EXERCISE - Select and reproduce each line of the listing below that bears the string "ControllerError".

START RECORD EXCERPTS

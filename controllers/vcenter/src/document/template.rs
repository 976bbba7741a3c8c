//! Template projection
//!
//! Cuts a current document down to the keys and shapes present in a
//! template document. Template leaves are placeholders; only their
//! position matters. Keys the current document does not have are dropped
//! silently.

use serde_json::{Map, Value};

/// Project `current` onto the shape of `template`
///
/// For each template key, in template order:
/// - absent from current: dropped
/// - non-empty mapping over a current mapping: projected recursively
/// - non-empty sequence whose first element is a mapping, over a current
///   sequence: that element is used as a per-item template, so the output
///   has one item per current item (non-mapping items pass through)
/// - anything else: the current value is taken verbatim
///
/// If either side is not a mapping the current document is returned as-is.
pub fn project(current: &Value, template: &Value) -> Value {
    let (Value::Object(current), Value::Object(template)) = (current, template) else {
        return current.clone();
    };

    let mut projected = Map::new();
    for (key, placeholder) in template {
        let Some(value) = current.get(key) else {
            continue;
        };
        projected.insert(key.clone(), project_value(value, placeholder));
    }
    Value::Object(projected)
}

fn project_value(value: &Value, placeholder: &Value) -> Value {
    match (placeholder, value) {
        (Value::Object(sub_template), Value::Object(_)) if !sub_template.is_empty() => {
            project(value, placeholder)
        }
        (Value::Array(template_items), Value::Array(items)) if !template_items.is_empty() => {
            match &template_items[0] {
                Value::Object(_) => Value::Array(
                    items
                        .iter()
                        .map(|item| {
                            if item.is_object() {
                                project(item, &template_items[0])
                            } else {
                                item.clone()
                            }
                        })
                        .collect(),
                ),
                // TODO: per-element filtering for scalar list templates; the whole current list is taken for now
                _ => value.clone(),
            }
        }
        _ => value.clone(),
    }
}
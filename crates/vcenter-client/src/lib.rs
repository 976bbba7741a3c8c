//! vCenter REST API Client
//!
//! A Rust client library for the vCenter REST API as used by the
//! configuration controllers: session authentication, plain
//! `get`/`put`/`post`/`delete` calls on JSON documents, and submission and
//! polling of asynchronous tasks.
//!
//! # Example
//!
//! ```no_run
//! use std::time::Duration;
//! use vcenter_client::{wait_for_task, Context, VcenterClient, VcenterClientTrait};
//!
//! # async fn example() -> Result<(), Box<dyn std::error::Error>> {
//! let ctx = Context::new("vcenter.example.com", "administrator@vsphere.local", "secret");
//! let client = VcenterClient::connect(&ctx).await?;
//!
//! // Read a setting
//! let ntp = client.get("/api/appliance/ntp").await?;
//!
//! // Run a task and wait for it
//! let task_id = client
//!     .post_task("/api/esx/settings/clusters/domain-c8/configuration?action=check-compliance&vmw-task=true", &serde_json::json!({}))
//!     .await?;
//! let task = wait_for_task(&client, &task_id, Duration::from_secs(5), Duration::from_secs(600)).await?;
//! # Ok(())
//! # }
//! ```

pub mod client;
pub mod common;
pub mod context;
pub mod error;
pub mod task;
#[path = "trait.rs"]
pub mod vcenter_trait;
#[cfg(any(test, feature = "test-util"))]
pub mod mock;

pub use client::{VcenterClient, SESSION_PATH};
pub use common::{build_query_string, HttpClient};
pub use context::Context;
pub use error::VcenterError;
pub use task::{task_id_from_response, wait_for_task, TASKS_PATH, TASK_FAILED, TASK_SUCCEEDED};
pub use vcenter_trait::VcenterClientTrait;
#[cfg(any(test, feature = "test-util"))]
pub use mock::{MockVcenterClient, RecordedRequest};
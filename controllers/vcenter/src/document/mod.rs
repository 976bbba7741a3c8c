//! Schema-less configuration documents.
//!
//! Current and desired configuration are untyped JSON trees
//! (`serde_json::Value`). This module holds the recursive operations on
//! them:
//! - `merge`: fold a partial desired document into a full current one
//! - `template`: cut a current document down to the shape of a template
//! - `diff`: compare a current document against a desired one

pub mod diff;
pub mod merge;
pub mod template;

pub use diff::diff_documents;
pub use merge::merge;
pub use template::project;

use serde_json::Value;

/// True for `{}`
pub(crate) fn is_empty_object(value: &Value) -> bool {
    value.as_object().is_some_and(serde_json::Map::is_empty)
}
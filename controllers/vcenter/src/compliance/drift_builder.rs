//! Drift document assembly
//!
//! Turns a task classification (or a failure detected before any task ran)
//! into a `DriftResponse`.

use crate::compliance::classifier::{Classification, TaskError};
use crate::error::{ControllerError, REMEDIATION_CHECK_COMPONENT};
use drift_spec::{current_timestamp, DriftResponse, DriftResult, ErrorRecord, ErrorSource, Target};
use uuid::Uuid;

/// Everything a drift document needs besides the classification itself
#[derive(Debug, Clone)]
pub struct DriftContext {
    /// Controller name, e.g. "ntp"
    pub name: String,
    pub target: Target,
    pub description: String,
    pub timestamp: String,
    /// Id of the compliance task, when one was submitted
    pub task_id: Option<String>,
    /// Source stamped on every error record
    pub source: ErrorSource,
}

impl DriftContext {
    /// Context stamped with the current time
    pub fn new(name: impl Into<String>, target: Target, source: ErrorSource) -> Self {
        Self {
            name: name.into(),
            target,
            description: String::new(),
            timestamp: current_timestamp(),
            task_id: None,
            source,
        }
    }

    #[must_use]
    pub fn with_description(mut self, description: impl Into<String>) -> Self {
        self.description = description.into();
        self
    }

    #[must_use]
    pub fn with_task_id(mut self, task_id: impl Into<String>) -> Self {
        self.task_id = Some(task_id.into());
        self
    }

    /// Point error records at the endpoint that failed
    #[must_use]
    pub fn with_endpoint(mut self, endpoint: impl Into<String>) -> Self {
        self.source = self.source.with_endpoint(endpoint);
        self
    }

    fn record(&self, error: TaskError) -> ErrorRecord {
        let remediation = error.remediation.unwrap_or_else(|| REMEDIATION_CHECK_COMPONENT.to_string());
        ErrorRecord::at(
            error.timestamp.unwrap_or_else(current_timestamp),
            self.source.clone(),
            error.message,
            Some(remediation),
        )
    }
}

/// UUID encoded in the leading segment of a vCenter task id
///
/// Task ids look like `<uuid>:<service>`. Anything that does not parse
/// yields `None`.
pub fn uuid_from_task_id(task_id: &str) -> Option<Uuid> {
    let head = task_id.split(':').next().unwrap_or(task_id);
    Uuid::parse_str(head).ok()
}

/// Build the drift document for a classified task result
pub fn build_drift_response(ctx: DriftContext, classification: Classification) -> DriftResponse {
    let id = match &ctx.task_id {
        Some(task_id) => uuid_from_task_id(task_id),
        None => Some(Uuid::new_v4()),
    };

    let mut drift = DriftResponse::new(ctx.name.clone(), ctx.target.clone(), ctx.description.clone(), ctx.timestamp.clone());
    drift.id = id;

    match classification {
        Classification::Compliant { summary } => {
            if let Some(message) = summary.message {
                drift.description = message;
            }
            if let Some(end_time) = summary.end_time {
                drift.timestamp = end_time;
            }
        }
        Classification::NonCompliant { summary, diffs } => {
            // Summary-only results carry their drift in the message
            if diffs.is_empty() {
                if let Some(message) = summary.message {
                    drift.description = message;
                }
            }
            drift.set_result(DriftResult::from_entries(diffs));
        }
        Classification::Failed { errors } | Classification::Unknown { errors } => {
            let records = errors.into_iter().map(|error| ctx.record(error)).collect();
            drift.set_errors(records);
        }
    }
    drift
}

/// Failed drift document for an error detected outside task classification
pub fn failed_drift_response(ctx: DriftContext, error: &ControllerError) -> DriftResponse {
    let task_error = TaskError::new(error.to_string()).with_remediation(error.remediation());
    build_drift_response(ctx, Classification::Failed { errors: vec![task_error] })
}

#[cfg(test)]
mod tests {
    use super::*;
    use crate::compliance::classifier::TaskSummary;
    use crate::error::REMEDIATION_CHECK_INPUT;
    use drift_spec::{ComplianceStatus, DiffEntry, Modification, ValueChange};
    use serde_json::json;

    fn context() -> DriftContext {
        DriftContext {
            name: "vc_profile".to_string(),
            target: Target::vcenter("vc.example.com"),
            description: "VC profile compliance".to_string(),
            timestamp: "2024-01-01T00:00:00.000Z".to_string(),
            task_id: None,
            source: ErrorSource::new("vcenter", Some("vc.example.com".to_string())),
        }
    }

    #[test]
    fn test_uuid_from_task_id() {
        let expected = Uuid::parse_str("52d0be83-9e2e-7a4e-9e04-d1469959c159").unwrap();

        assert_eq!(
            uuid_from_task_id("52d0be83-9e2e-7a4e-9e04-d1469959c159:com.vmware.x"),
            Some(expected)
        );
        assert_eq!(uuid_from_task_id("52d0be83-9e2e-7a4e-9e04-d1469959c159"), Some(expected));
        assert_eq!(uuid_from_task_id("invalid"), None);
        assert_eq!(uuid_from_task_id(""), None);
    }

    #[test]
    fn test_compliant_overwrites_description_and_timestamp() {
        let summary = TaskSummary {
            message: Some("All hosts compliant".to_string()),
            end_time: Some("2024-02-02T00:00:00Z".to_string()),
        };

        let drift = build_drift_response(context(), Classification::Compliant { summary });

        assert_eq!(drift.status, ComplianceStatus::Compliant);
        assert_eq!(drift.description, "All hosts compliant");
        assert_eq!(drift.timestamp, "2024-02-02T00:00:00Z");
        assert!(drift.result.is_none());
        assert!(drift.errors.is_empty());
    }

    #[test]
    fn test_compliant_without_summary_keeps_context() {
        let drift = build_drift_response(context(), Classification::Compliant { summary: TaskSummary::default() });

        assert_eq!(drift.description, "VC profile compliance");
        assert_eq!(drift.timestamp, "2024-01-01T00:00:00.000Z");
    }

    #[test]
    fn test_non_compliant_partitions_diffs_and_keeps_description() {
        let diffs = vec![
            DiffEntry::Addition(ValueChange {
                key: "appliance.ntp".to_string(),
                category: Some("appliance".to_string()),
                value: Some(json!("10.0.0.1")),
            }),
            DiffEntry::Modification(Modification::new(
                "appliance.timezone",
                Some("appliance".to_string()),
                Some(json!("UTC")),
                Some(json!("PST")),
            )),
        ];
        let summary = TaskSummary {
            message: Some("Drift found".to_string()),
            end_time: None,
        };

        let drift = build_drift_response(context(), Classification::NonCompliant { summary, diffs });
        let value = serde_json::to_value(&drift).unwrap();

        assert_eq!(drift.status, ComplianceStatus::NonCompliant);
        assert_eq!(drift.description, "VC profile compliance");
        assert_eq!(value["result"]["additions"][0]["key"], "appliance.ntp");
        assert_eq!(value["result"]["modifications"][0]["desired_value"], "PST");
        assert!(value["result"].get("deletions").is_none());
        assert!(value.get("errors").is_none());
    }

    #[test]
    fn test_non_compliant_without_diffs_uses_summary_message() {
        let summary = TaskSummary {
            message: Some("2 hosts are out of compliance".to_string()),
            end_time: Some("2024-02-02T00:00:00Z".to_string()),
        };

        let drift = build_drift_response(context(), Classification::NonCompliant { summary, diffs: Vec::new() });
        let value = serde_json::to_value(&drift).unwrap();

        assert_eq!(drift.status, ComplianceStatus::NonCompliant);
        assert_eq!(drift.description, "2 hosts are out of compliance");
        assert_eq!(drift.timestamp, "2024-01-01T00:00:00.000Z");
        assert_eq!(value["result"], json!({}));
    }

    #[test]
    fn test_endpoint_is_stamped_on_error_records() {
        let error = ControllerError::TaskStatus("unexpected".to_string());

        let drift = failed_drift_response(context().with_endpoint("/api/appliance/ntp"), &error);

        assert_eq!(drift.errors[0].source.endpoint.as_deref(), Some("/api/appliance/ntp"));
        assert_eq!(drift.errors[0].source.server.as_deref(), Some("vc.example.com"));
    }

    #[test]
    fn test_failed_errors_get_source_and_default_remediation() {
        let errors = vec![
            TaskError::new("scan failed"),
            TaskError {
                message: "host unreachable".to_string(),
                remediation: Some("Reconnect the host".to_string()),
                timestamp: Some("2024-03-03T00:00:00Z".to_string()),
            },
        ];

        let drift = build_drift_response(context(), Classification::Failed { errors });

        assert_eq!(drift.status, ComplianceStatus::Failed);
        assert!(drift.result.is_none());
        assert_eq!(drift.errors.len(), 2);
        assert_eq!(drift.errors[0].message(), "scan failed");
        assert_eq!(drift.errors[0].source.server.as_deref(), Some("vc.example.com"));
        assert_eq!(
            drift.errors[0].remediation.as_ref().map(|r| r.message.as_str()),
            Some(REMEDIATION_CHECK_COMPONENT)
        );
        assert_eq!(drift.errors[1].timestamp, "2024-03-03T00:00:00Z");
        assert_eq!(
            drift.errors[1].remediation.as_ref().map(|r| r.message.as_str()),
            Some("Reconnect the host")
        );
    }

    #[test]
    fn test_unknown_is_reported_as_failed() {
        let errors = vec![TaskError::new("Unknown status[TEST] for task t-1")];

        let drift = build_drift_response(context(), Classification::Unknown { errors });

        assert_eq!(drift.status, ComplianceStatus::Failed);
        assert_eq!(drift.errors[0].message(), "Unknown status[TEST] for task t-1");
    }

    #[test]
    fn test_id_is_derived_from_task_id_or_generated() {
        let compliant = || Classification::Compliant { summary: TaskSummary::default() };

        let with_task = build_drift_response(
            context().with_task_id("52d0be83-9e2e-7a4e-9e04-d1469959c159:com.vmware.x"),
            compliant(),
        );
        assert_eq!(with_task.id.map(|id| id.to_string()).as_deref(), Some("52d0be83-9e2e-7a4e-9e04-d1469959c159"));

        let bad_task = build_drift_response(context().with_task_id("task-1"), compliant());
        assert!(bad_task.id.is_none());

        let no_task = build_drift_response(context(), compliant());
        assert!(no_task.id.is_some());
    }

    #[test]
    fn test_failed_drift_response_carries_error_remediation() {
        let error = ControllerError::UnsupportedComponent("bogus".to_string());

        let drift = failed_drift_response(context(), &error);

        assert_eq!(drift.status, ComplianceStatus::Failed);
        assert_eq!(drift.errors[0].message(), "Unsupported component: bogus");
        assert_eq!(
            drift.errors[0].remediation.as_ref().map(|r| r.message.as_str()),
            Some(REMEDIATION_CHECK_INPUT)
        );
    }
}
//! vCenter Configuration Controller
//!
//! Runs one operation of one configuration controller against a vCenter:
//! - vc_profile: vCenter configuration profile (desired-state scan and apply)
//! - cluster_config: ESXi cluster configuration
//! - dns, ntp, syslog, backup_schedule: appliance settings
//!
//! The result document is printed to stdout as JSON; logs go to stderr.

mod compliance;
mod config;
mod controller;
mod document;
mod error;
mod reconciler;
#[cfg(test)]
mod test_utils;

use anyhow::Context as _;
use config::ControllerConfig;
use serde_json::Value;
use std::path::Path;
use tracing::info;
use tracing_subscriber::EnvFilter;

#[tokio::main]
async fn main() -> anyhow::Result<()> {
    tracing_subscriber::fmt()
        .with_env_filter(EnvFilter::try_from_default_env().unwrap_or_else(|_| EnvFilter::new("info")))
        .with_writer(std::io::stderr)
        .init();

    info!("Starting vCenter Configuration Controller");

    let config = ControllerConfig::from_env().context("Failed to load controller configuration")?;

    info!("Configuration:");
    info!("  vCenter: {}", config.context.hostname);
    info!("  Controller: {}", config.controller);
    info!("  Operation: {}", config.operation);

    let desired = config
        .desired_spec_path
        .as_deref()
        .map(load_desired_spec)
        .transpose()?;

    let output = controller::run(&config, desired.as_ref())
        .await
        .with_context(|| format!("Failed to run {} {}", config.controller, config.operation))?;

    let rendered = serde_json::to_string_pretty(&output).context("Failed to serialize result")?;
    println!("{}", rendered);

    Ok(())
}

/// Read a desired spec (or template) from a YAML or JSON file
fn load_desired_spec(path: &Path) -> anyhow::Result<Value> {
    let text = std::fs::read_to_string(path)
        .with_context(|| format!("Failed to read desired spec {}", path.display()))?;
    serde_yaml::from_str(&text).with_context(|| format!("Failed to parse desired spec {}", path.display()))
}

END RECORD EXCERPTS

RESULT FOR THIS EXERCISE -
use crate::error::{ControllerError, REMEDIATION_CHECK_COMPONENT};
pub fn failed_drift_response(ctx: DriftContext, error: &ControllerError) -> DriftResponse {
        let error = ControllerError::TaskStatus("unexpected".to_string());
        let error = ControllerError::UnsupportedComponent("bogus".to_string());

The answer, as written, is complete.